[[ SOURCE RECORDS, beginning ]]
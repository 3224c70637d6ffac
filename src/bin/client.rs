use std::io::{BufRead, BufReader, Read, Write};
use std::net::TcpStream;
use std::time::{Duration, Instant};

use clap::{Parser, Subcommand};

#[derive(Parser)]
#[command(about = "Test client for the tinyserve HTTP server")]
struct Args {
    /// Server port
    #[arg(short, long, default_value_t = 9006)]
    port: u16,

    #[command(subcommand)]
    command: Option<Command>,
}

#[derive(Subcommand)]
enum Command {
    /// Fetch the landing page twice over one keep-alive connection (default)
    Smoke,
    /// Keep-alive throughput with per-request latency
    Bench {
        /// Number of concurrent connections
        #[arg(short, long, default_value_t = 4)]
        connections: usize,
        /// Requests per connection
        #[arg(short, long, default_value_t = 10_000)]
        requests: usize,
        /// Target to request
        #[arg(short, long, default_value = "/judge.html")]
        target: String,
    },
}

struct Reply {
    status: u16,
    keep_alive: bool,
    body: Vec<u8>,
}

fn request(target: &str) -> Vec<u8> {
    format!("GET {target} HTTP/1.1\r\nHost: localhost\r\nConnection: keep-alive\r\n\r\n")
        .into_bytes()
}

fn read_reply(reader: &mut BufReader<TcpStream>) -> Reply {
    let mut line = String::new();
    reader.read_line(&mut line).expect("failed to read status line");
    let status = line
        .split_whitespace()
        .nth(1)
        .and_then(|s| s.parse().ok())
        .unwrap_or_else(|| panic!("bad status line {line:?}"));

    let mut content_length = 0usize;
    let mut keep_alive = false;
    loop {
        line.clear();
        reader.read_line(&mut line).expect("failed to read header");
        let header = line.trim_end();
        if header.is_empty() {
            break;
        }
        if let Some((name, value)) = header.split_once(':') {
            let value = value.trim();
            if name.eq_ignore_ascii_case("content-length") {
                content_length = value.parse().expect("bad Content-Length");
            } else if name.eq_ignore_ascii_case("connection") {
                keep_alive = value.eq_ignore_ascii_case("keep-alive");
            }
        }
    }

    let mut body = vec![0u8; content_length];
    reader.read_exact(&mut body).expect("short body");
    Reply {
        status,
        keep_alive,
        body,
    }
}

fn main() {
    let args = Args::parse();
    let addr = format!("127.0.0.1:{}", args.port);

    match args.command.unwrap_or(Command::Smoke) {
        Command::Smoke => smoke_test(&addr),
        Command::Bench {
            connections,
            requests,
            target,
        } => bench_test(&addr, connections, requests, &target),
    }
}

fn smoke_test(addr: &str) {
    eprintln!("smoke test: connecting to {}", addr);
    let stream = TcpStream::connect(addr).expect("failed to connect");
    let mut writer = stream.try_clone().expect("clone failed");
    let mut reader = BufReader::new(stream);

    for round in 1..=2 {
        writer.write_all(&request("/")).expect("write failed");
        let reply = read_reply(&mut reader);
        assert_eq!(reply.status, 200, "landing page status");
        assert!(reply.keep_alive, "server closed a keep-alive connection");
        eprintln!("  round {round}: 200, {} bytes", reply.body.len());
    }

    writer
        .write_all(&request("/definitely-missing.html"))
        .expect("write failed");
    let reply = read_reply(&mut reader);
    assert_eq!(reply.status, 404);
    eprintln!("  missing page: 404");
    eprintln!("smoke test: PASSED");
}

fn percentile(sorted: &[u64], p: f64) -> f64 {
    let i = ((p / 100.0) * sorted.len() as f64) as usize;
    sorted[i.min(sorted.len() - 1)] as f64 / 1_000.0
}

fn bench_test(addr: &str, num_connections: usize, requests_per_conn: usize, target: &str) {
    eprintln!(
        "bench: {} connections x {} keep-alive requests for {} to {}",
        num_connections, requests_per_conn, target, addr
    );

    let req = request(target);
    let start = Instant::now();

    let handles: Vec<_> = (0..num_connections)
        .map(|_| {
            let addr = addr.to_string();
            let req = req.clone();
            std::thread::spawn(move || {
                let stream = TcpStream::connect(&addr).expect("failed to connect");
                stream.set_nodelay(true).unwrap();
                stream
                    .set_read_timeout(Some(Duration::from_secs(30)))
                    .unwrap();
                let mut writer = stream.try_clone().expect("clone failed");
                let mut reader = BufReader::new(stream);

                let mut samples = Vec::with_capacity(requests_per_conn);
                for _ in 0..requests_per_conn {
                    let sent = Instant::now();
                    writer.write_all(&req).expect("write failed");
                    let reply = read_reply(&mut reader);
                    samples.push(sent.elapsed().as_nanos() as u64);
                    if !reply.keep_alive {
                        panic!("server closed the connection (status {})", reply.status);
                    }
                }
                samples
            })
        })
        .collect();

    let mut all_samples: Vec<u64> = handles
        .into_iter()
        .flat_map(|h| h.join().expect("thread panicked"))
        .collect();
    let elapsed = start.elapsed();

    if all_samples.is_empty() {
        eprintln!("no samples collected");
        return;
    }
    all_samples.sort_unstable();
    let n = all_samples.len();
    eprintln!(
        "bench: {} requests in {:.2}s = {:.0} QPS",
        n,
        elapsed.as_secs_f64(),
        n as f64 / elapsed.as_secs_f64()
    );
    eprintln!("  p50     {:.1}µs", percentile(&all_samples, 50.0));
    eprintln!("  p99     {:.1}µs", percentile(&all_samples, 99.0));
    eprintln!("  max     {:.1}µs", all_samples[n - 1] as f64 / 1_000.0);
}
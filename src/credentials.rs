//! Credential store backing the demo login / registration pages.
//!
//! The worker pool reaches the store only through pooled [`StoreHandle`]s; the
//! map behind them is shared and mutex-protected.

use std::collections::HashMap;
use std::sync::Arc;

use parking_lot::Mutex;

pub trait CredentialStore {
    fn lookup(&self, username: &str) -> Option<String>;
    /// Insert a new user. Returns `false` if the name is already taken.
    fn insert(&self, username: &str, password: &str) -> bool;
}

type Users = Arc<Mutex<HashMap<String, String>>>;

fn lookup(users: &Users, username: &str) -> Option<String> {
    users.lock().get(username).cloned()
}

fn insert(users: &Users, username: &str, password: &str) -> bool {
    let mut users = users.lock();
    if users.contains_key(username) {
        return false;
    }
    users.insert(username.to_string(), password.to_string());
    true
}

#[derive(Clone, Default)]
pub struct MemoryStore {
    users: Users,
}

impl MemoryStore {
    pub fn new() -> Self {
        Self::default()
    }

    pub fn with_users<I, U, P>(users: I) -> Self
    where
        I: IntoIterator<Item = (U, P)>,
        U: Into<String>,
        P: Into<String>,
    {
        let map = users
            .into_iter()
            .map(|(u, p)| (u.into(), p.into()))
            .collect();
        Self {
            users: Arc::new(Mutex::new(map)),
        }
    }

    /// Open one pooled handle onto the store.
    pub fn connect(&self, id: usize) -> StoreHandle {
        StoreHandle {
            id,
            users: Arc::clone(&self.users),
        }
    }

    pub fn len(&self) -> usize {
        self.users.lock().len()
    }

    pub fn is_empty(&self) -> bool {
        self.len() == 0
    }
}

impl CredentialStore for MemoryStore {
    fn lookup(&self, username: &str) -> Option<String> {
        lookup(&self.users, username)
    }

    fn insert(&self, username: &str, password: &str) -> bool {
        insert(&self.users, username, password)
    }
}

/// A pooled connection to a [`MemoryStore`].
pub struct StoreHandle {
    id: usize,
    users: Users,
}

impl StoreHandle {
    pub fn id(&self) -> usize {
        self.id
    }
}

impl CredentialStore for StoreHandle {
    fn lookup(&self, username: &str) -> Option<String> {
        lookup(&self.users, username)
    }

    fn insert(&self, username: &str, password: &str) -> bool {
        insert(&self.users, username, password)
    }
}

#[cfg(test)]
mod tests {
    use super::*;

    #[test]
    fn handles_share_one_map() {
        let store = MemoryStore::with_users([("alice", "pw")]);
        let a = store.connect(0);
        let b = store.connect(1);
        assert!(a.insert("bob", "secret"));
        assert_eq!(b.lookup("bob").as_deref(), Some("secret"));
        assert_eq!(b.lookup("alice").as_deref(), Some("pw"));
        assert_eq!(store.len(), 2);

        // Store and handles go through the same map in both directions.
        assert!(store.insert("dave", "x"));
        assert!(!a.insert("dave", "y"));
        assert_eq!(b.lookup("dave").as_deref(), Some("x"));
        assert_eq!(store.lookup("bob").as_deref(), Some("secret"));
    }

    #[test]
    fn insert_refuses_duplicates() {
        let store = MemoryStore::new();
        assert!(store.insert("carol", "1"));
        assert!(!store.insert("carol", "2"));
        assert_eq!(store.lookup("carol").as_deref(), Some("1"));
    }
}
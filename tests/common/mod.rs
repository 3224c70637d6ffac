#![allow(dead_code)]

use std::fs;
use std::io::{BufRead, BufReader, Read, Write};
use std::net::{SocketAddr, TcpStream};
use std::os::unix::fs::PermissionsExt;
use std::path::{Path, PathBuf};
use std::sync::atomic::{AtomicUsize, Ordering};
use std::thread::{self, JoinHandle};
use std::time::Duration;

use tinyserve::config::{Config, TriggerMode};
use tinyserve::credentials::MemoryStore;
use tinyserve::signals::Notifier;
use tinyserve::worker::DispatchModel;
use tinyserve::Server;

pub const JUDGE_HTML: &str = "<html><body><h1>judge</h1></body></html>\n";

/// Throwaway document root, removed on drop.
pub struct DocRoot {
    pub path: PathBuf,
}

impl DocRoot {
    pub fn new() -> Self {
        static NEXT: AtomicUsize = AtomicUsize::new(0);
        let path = std::env::temp_dir().join(format!(
            "tinyserve-it-{}-{}",
            std::process::id(),
            NEXT.fetch_add(1, Ordering::Relaxed)
        ));
        fs::create_dir_all(&path).unwrap();
        fs::set_permissions(&path, fs::Permissions::from_mode(0o755)).unwrap();

        let root = Self { path };
        root.file("judge.html", JUDGE_HTML.as_bytes(), 0o644);
        root.file("empty.html", b"", 0o644);
        root.file("secret.html", b"top secret", 0o600);
        for page in ["log.html", "welcome.html", "logError.html", "registerError.html"] {
            root.file(page, page.as_bytes(), 0o644);
        }
        fs::create_dir(root.path.join("dir")).unwrap();
        fs::set_permissions(root.path.join("dir"), fs::Permissions::from_mode(0o755)).unwrap();
        root
    }

    pub fn file(&self, name: &str, contents: &[u8], mode: u32) {
        let p = self.path.join(name);
        fs::write(&p, contents).unwrap();
        fs::set_permissions(&p, fs::Permissions::from_mode(mode)).unwrap();
    }

    pub fn path(&self) -> &Path {
        &self.path
    }
}

impl Drop for DocRoot {
    fn drop(&mut self) {
        let _ = fs::remove_dir_all(&self.path);
    }
}

pub fn test_config(root: &Path, dispatch: DispatchModel, trigger: u8) -> Config {
    Config {
        addr: "127.0.0.1:0".parse().unwrap(),
        root: root.to_path_buf(),
        trigger: TriggerMode::from_selector(trigger).unwrap(),
        store_pool_size: 2,
        worker_threads: 4,
        dispatch,
        handle_signals: false,
        ..Config::default()
    }
}

/// A server running its loop on a background thread. Stopped on drop.
pub struct Running {
    pub addr: SocketAddr,
    pub notifier: Notifier,
    handle: Option<JoinHandle<tinyserve::Result<()>>>,
}

impl Running {
    pub fn start(config: Config) -> Self {
        Self::start_with_store(config, MemoryStore::new())
    }

    pub fn start_with_store(config: Config, store: MemoryStore) -> Self {
        let server = Server::with_store(config, store).expect("server failed to bind");
        let addr = server.local_addr();
        let notifier = server.notifier();
        let handle = thread::spawn(move || server.run());
        Self {
            addr,
            notifier,
            handle: Some(handle),
        }
    }

    pub fn connect(&self) -> Client {
        Client::connect(self.addr)
    }

    /// Stop the loop and return what `run` returned.
    pub fn stop(mut self) -> tinyserve::Result<()> {
        self.notifier.stop().unwrap();
        self.handle.take().unwrap().join().expect("event loop panicked")
    }
}

impl Drop for Running {
    fn drop(&mut self) {
        if let Some(handle) = self.handle.take() {
            let _ = self.notifier.stop();
            let _ = handle.join();
        }
    }
}

#[derive(Debug)]
pub struct Reply {
    pub status: u16,
    pub content_length: usize,
    pub keep_alive: bool,
    pub body: Vec<u8>,
    /// Exact bytes received for this response.
    pub raw: Vec<u8>,
}

pub struct Client {
    pub writer: TcpStream,
    pub reader: BufReader<TcpStream>,
}

impl Client {
    pub fn connect(addr: SocketAddr) -> Self {
        let stream = TcpStream::connect(addr).unwrap();
        stream
            .set_read_timeout(Some(Duration::from_secs(10)))
            .unwrap();
        stream.set_nodelay(true).unwrap();
        Self {
            writer: stream.try_clone().unwrap(),
            reader: BufReader::new(stream),
        }
    }

    pub fn send(&mut self, bytes: &[u8]) {
        self.writer.write_all(bytes).unwrap();
    }

    pub fn get(&mut self, target: &str, keep_alive: bool) -> Reply {
        self.send(get_request(target, keep_alive).as_bytes());
        self.read_reply()
    }

    pub fn read_reply(&mut self) -> Reply {
        let mut raw = Vec::new();
        let mut line = String::new();
        self.reader.read_line(&mut line).unwrap();
        raw.extend_from_slice(line.as_bytes());
        let status = line
            .split_whitespace()
            .nth(1)
            .and_then(|s| s.parse().ok())
            .unwrap_or_else(|| panic!("bad status line {line:?}"));

        let mut content_length = 0;
        let mut keep_alive = false;
        loop {
            line.clear();
            self.reader.read_line(&mut line).unwrap();
            raw.extend_from_slice(line.as_bytes());
            let header = line.trim_end();
            if header.is_empty() {
                break;
            }
            let (name, value) = header.split_once(':').unwrap();
            let value = value.trim();
            if name.eq_ignore_ascii_case("content-length") {
                content_length = value.parse().unwrap();
            } else if name.eq_ignore_ascii_case("connection") {
                keep_alive = value.eq_ignore_ascii_case("keep-alive");
            }
        }

        let mut body = vec![0u8; content_length];
        self.reader.read_exact(&mut body).unwrap();
        raw.extend_from_slice(&body);
        Reply {
            status,
            content_length,
            keep_alive,
            body,
            raw,
        }
    }

    /// Read until the server closes; returns everything received.
    pub fn read_to_close(&mut self) -> Vec<u8> {
        let mut rest = Vec::new();
        self.reader.read_to_end(&mut rest).unwrap();
        rest
    }
}

pub fn get_request(target: &str, keep_alive: bool) -> String {
    let connection = if keep_alive { "keep-alive" } else { "close" };
    format!("GET {target} HTTP/1.1\r\nHost: localhost\r\nConnection: {connection}\r\n\r\n")
}

pub fn post_request(target: &str, body: &str) -> String {
    format!(
        "POST {target} HTTP/1.1\r\nHost: localhost\r\nConnection: keep-alive\r\nContent-Length: {}\r\n\r\n{body}",
        body.len()
    )
}
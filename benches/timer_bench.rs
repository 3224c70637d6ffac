//! Benchmark: timer list churn shaped like the event loop's use of it.
//! Every connection is touched repeatedly (modify), a tick sweeps the expired
//! prefix, and closed connections are deleted.

use std::hint::black_box;
use std::time::{Duration, Instant};

use tinyserve::timer::{TimerId, TimerList};

const CONNECTIONS: usize = 10_000;
const IDLE: Duration = Duration::from_secs(15);

fn main() {
    let mut list = TimerList::with_capacity(CONNECTIONS);
    let base = Instant::now();
    let mut ids: Vec<Option<TimerId>> = (0..CONNECTIONS)
        .map(|i| Some(list.add(base + IDLE + Duration::from_micros(i as u64), i)))
        .collect();

    let start = Instant::now();
    const TARGET_DURATION: Duration = Duration::from_secs(2);
    let mut touches: u64 = 0;
    let mut seed: u64 = 0x9e37_79b9_7f4a_7c15;
    let mut clock = base;

    while start.elapsed() < TARGET_DURATION {
        seed = seed
            .wrapping_mul(6_364_136_223_846_793_005)
            .wrapping_add(1_442_695_040_888_963_407);
        let i = (seed >> 33) as usize % CONNECTIONS;
        clock += Duration::from_micros(10);

        match ids[i].take() {
            Some(id) if seed & 0xff == 0 => {
                black_box(list.delete(id));
            }
            Some(id) => {
                list.modify(&id, clock + IDLE);
                ids[i] = Some(id);
            }
            None => ids[i] = Some(list.add(clock + IDLE, i)),
        }
        touches += 1;
    }
    let elapsed = start.elapsed();

    let swept_at = clock + IDLE / 2;
    let sweep_start = Instant::now();
    let evicted = list.sweep(swept_at, |payload| {
        black_box(payload);
    });

    eprintln!(
        "timer churn: {} ops in {:?}  {:.0} ops/s  ({} live)",
        touches,
        elapsed,
        touches as f64 / elapsed.as_secs_f64(),
        list.len()
    );
    eprintln!(
        "sweep: evicted {} in {:?}",
        evicted,
        sweep_start.elapsed()
    );
}
//! Benchmark: request parsing and response assembly, no sockets.

use std::hint::black_box;
use std::time::{Duration, Instant};

use tinyserve::protocol::{HttpCode, RequestParser};
use tinyserve::response_flow::Response;

const REQUEST: &[u8] = b"GET /judge.html HTTP/1.1\r\n\
Host: localhost:9006\r\n\
User-Agent: bench/1.0\r\n\
Accept: text/html\r\n\
Connection: keep-alive\r\n\r\n";

fn parse_whole(parser: &mut RequestParser) -> HttpCode {
    parser.reset();
    parser.advance(black_box(REQUEST))
}

fn parse_fragmented(parser: &mut RequestParser, step: usize) -> HttpCode {
    parser.reset();
    let mut end = 0;
    loop {
        end = (end + step).min(REQUEST.len());
        let code = parser.advance(black_box(&REQUEST[..end]));
        if code != HttpCode::NoRequest || end == REQUEST.len() {
            return code;
        }
    }
}

fn sustain<F: FnMut() -> HttpCode>(label: &str, mut f: F) {
    const TARGET_DURATION: Duration = Duration::from_secs(2);

    for _ in 0..10_000 {
        black_box(f());
    }

    let start = Instant::now();
    let mut iterations: u64 = 0;
    while start.elapsed() < TARGET_DURATION {
        assert_eq!(f(), HttpCode::GetRequest);
        iterations += 1;
    }
    let elapsed = start.elapsed();
    eprintln!(
        "{label}: {iterations} requests in {elapsed:?}  {:.0} req/s  {:.0} MB/s",
        iterations as f64 / elapsed.as_secs_f64(),
        (iterations * REQUEST.len() as u64) as f64 / 1_000_000.0 / elapsed.as_secs_f64(),
    );
}

fn main() {
    let mut parser = RequestParser::new();
    sustain("parse whole", || parse_whole(&mut parser));
    sustain("parse 16-byte fragments", || parse_fragmented(&mut parser, 16));

    let start = Instant::now();
    let mut built: u64 = 0;
    while start.elapsed() < Duration::from_secs(1) {
        let resp = Response::build(black_box(HttpCode::NoResource), true, None);
        black_box(resp.map(|r| r.total_len()).unwrap_or(0));
        built += 1;
    }
    eprintln!(
        "error response build: {:.0} /s",
        built as f64 / start.elapsed().as_secs_f64()
    );
}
[[ SOURCE RECORDS, end ]]
EXERCISE DESCRIPTION: Reproduce every line of the material above that has the string "Ordering".

YOUR RESPONSE:
use std::sync::atomic::{AtomicUsize, Ordering};
            NEXT.fetch_add(1, Ordering::Relaxed)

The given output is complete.